Forget just the parties though. Tonight while at the mall with my daughter, I saw a young girl who looked to be maybe 17 years old. She had on a low cut shirt, with a much older looking boyfriend hanging all over her. Her shirt was so low that it was completely obvious that she had had cosmetic surgery on her breasts. I mean, they seriously looked fake. My first thought was, why would a parent think that was okay? An article from Focus on the Family highlights this very thing. Many parents don’t realize what they are doing to their daughters by allowing boob or nose jobs, immodest clothing or even recreational dating.
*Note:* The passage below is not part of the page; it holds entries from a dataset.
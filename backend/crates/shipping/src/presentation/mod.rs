//! Presentation Layer

pub mod dto;
pub mod handlers;
pub mod router;

pub use handlers::ShippingAppState;
pub use router::{shipping_router, shipping_router_generic};
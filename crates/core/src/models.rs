use std::collections::HashMap;

use serde::{Deserialize, Serialize};

use crate::errors::ConfigurationError;

pub const GET_AVAILABILITY: &str = "GetAvailability";
pub const SCHEDULE_APPOINTMENT: &str = "ScheduleAppointment";
pub const NO_INTENT: &str = "None";

pub const DATE_ENTITY: &str = "Date";
pub const TIME_ENTITY: &str = "Time";

/// Half-open range of an entity inside the utterance, as reported by the classifier.
#[derive(Debug, Clone, Copy, PartialEq, Eq, Serialize, Deserialize)]
pub struct Span {
    pub start: usize,
    pub end: usize,
}

#[derive(Debug, Clone, PartialEq, Serialize, Deserialize)]
pub struct EntityOccurrence {
    pub text: String,
    pub span: Span,
}

impl EntityOccurrence {
    pub fn new(text: impl Into<String>, start: usize, end: usize) -> Self {
        Self {
            text: text.into(),
            span: Span { start, end },
        }
    }
}

/// Output of the intent classifier for a single utterance.
///
/// Built fresh per message by a classifier adapter and consumed by exactly
/// one routing call.
#[derive(Debug, Clone, Default, PartialEq, Serialize, Deserialize)]
pub struct ClassificationResult {
    pub top_intent: String,
    pub intent_scores: HashMap<String, f32>,
    pub entities: HashMap<String, Vec<EntityOccurrence>>,
}

impl ClassificationResult {
    pub fn new(top_intent: impl Into<String>) -> Self {
        Self {
            top_intent: top_intent.into(),
            ..Self::default()
        }
    }

    pub fn with_score(mut self, intent: impl Into<String>, score: f32) -> Self {
        self.intent_scores.insert(intent.into(), score);
        self
    }

    pub fn with_entity(mut self, entity_type: impl Into<String>, occurrence: EntityOccurrence) -> Self {
        self.entities
            .entry(entity_type.into())
            .or_default()
            .push(occurrence);
        self
    }

    /// Missing scores count as zero confidence.
    pub fn score(&self, intent: &str) -> f32 {
        self.intent_scores.get(intent).copied().unwrap_or(0.0)
    }

    pub fn top_score(&self) -> f32 {
        self.score(&self.top_intent)
    }
}

#[derive(Debug, Clone, PartialEq, Eq, Serialize, Deserialize)]
#[serde(tag = "action", rename_all = "snake_case")]
pub enum RoutingDecision {
    CheckAvailability { date: String },
    ScheduleAppointment { time: String },
    AnswerQuestion,
    Fallback,
}

impl RoutingDecision {
    pub fn label(&self) -> &'static str {
        match self {
            Self::CheckAvailability { .. } => "check_availability",
            Self::ScheduleAppointment { .. } => "schedule_appointment",
            Self::AnswerQuestion => "answer_question",
            Self::Fallback => "fallback",
        }
    }
}

/// What to do when an availability query carries no Date entity.
#[derive(Debug, Clone, Copy, Default, PartialEq, Eq, Serialize, Deserialize)]
#[serde(rename_all = "snake_case")]
pub enum MissingDatePolicy {
    #[default]
    DefaultToday,
    RequireEntity,
}

impl MissingDatePolicy {
    pub const DEFAULT_DATE: &'static str = "today";

    pub fn parse(value: &str) -> Option<Self> {
        match value.trim().to_lowercase().replace('-', "_").as_str() {
            "default_today" | "today" => Some(Self::DefaultToday),
            "require_entity" | "strict" => Some(Self::RequireEntity),
            _ => None,
        }
    }
}

#[derive(Debug, Clone, Copy, PartialEq, Serialize, Deserialize)]
pub struct RoutingThresholds {
    pub availability: f32,
    pub schedule: f32,
}

impl RoutingThresholds {
    pub fn new(availability: f32, schedule: f32) -> Result<Self, ConfigurationError> {
        for (name, value) in [(GET_AVAILABILITY, availability), (SCHEDULE_APPOINTMENT, schedule)] {
            if !(0.0..=1.0).contains(&value) {
                return Err(ConfigurationError::InvalidThreshold {
                    intent: name.to_string(),
                    value,
                });
            }
        }

        Ok(Self {
            availability,
            schedule,
        })
    }
}

impl Default for RoutingThresholds {
    fn default() -> Self {
        Self {
            availability: 0.7,
            schedule: 0.7,
        }
    }
}

#[derive(Debug, Clone, Copy, Default, PartialEq, Serialize, Deserialize)]
pub struct RoutingPolicy {
    pub thresholds: RoutingThresholds,
    pub missing_date: MissingDatePolicy,
}

#[derive(Debug, Clone, PartialEq, Serialize, Deserialize)]
pub struct QaAnswer {
    pub answer: String,
    pub confidence: f32,
}

impl QaAnswer {
    pub fn new(answer: impl Into<String>, confidence: f32) -> Self {
        Self {
            answer: answer.into(),
            confidence,
        }
    }
}

#[derive(Debug, Clone, PartialEq, Eq, Serialize, Deserialize)]
pub struct Participant {
    pub id: String,
    #[serde(default)]
    pub name: Option<String>,
}

impl Participant {
    pub fn new(id: impl Into<String>) -> Self {
        Self {
            id: id.into(),
            name: None,
        }
    }
}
Recently I have felt the urgency to educate myself more on this topic, as I have a daughter who is quickly approaching the stages where many other parents check out. I don’t want to be one of those parents. My daughter is too important. I want to raise her to be a pure and holy daughter for the King. This is a very huge burden and undertaking for me, especially with the world in which we live. I have begun reading articles and having the much needed conversations with my daughter. I take great pride in knowing I do not have to do this alone. I have many family members, friends and resources around to help keep me encouraged and provide me with many great ideas. Our church, Stones Crossing Church has an annual Royal Sleepover where girls first through fourth grade learn the importance of living a pure and holy life for the King. What a blessing to belong to a church who is willing to partner with me in this responsibility.
I am willing to do what it takes and to be the outcast to dispel this misconception. It is not okay for girls to grow up too quickly. It’s time for all of us to put on the brakes.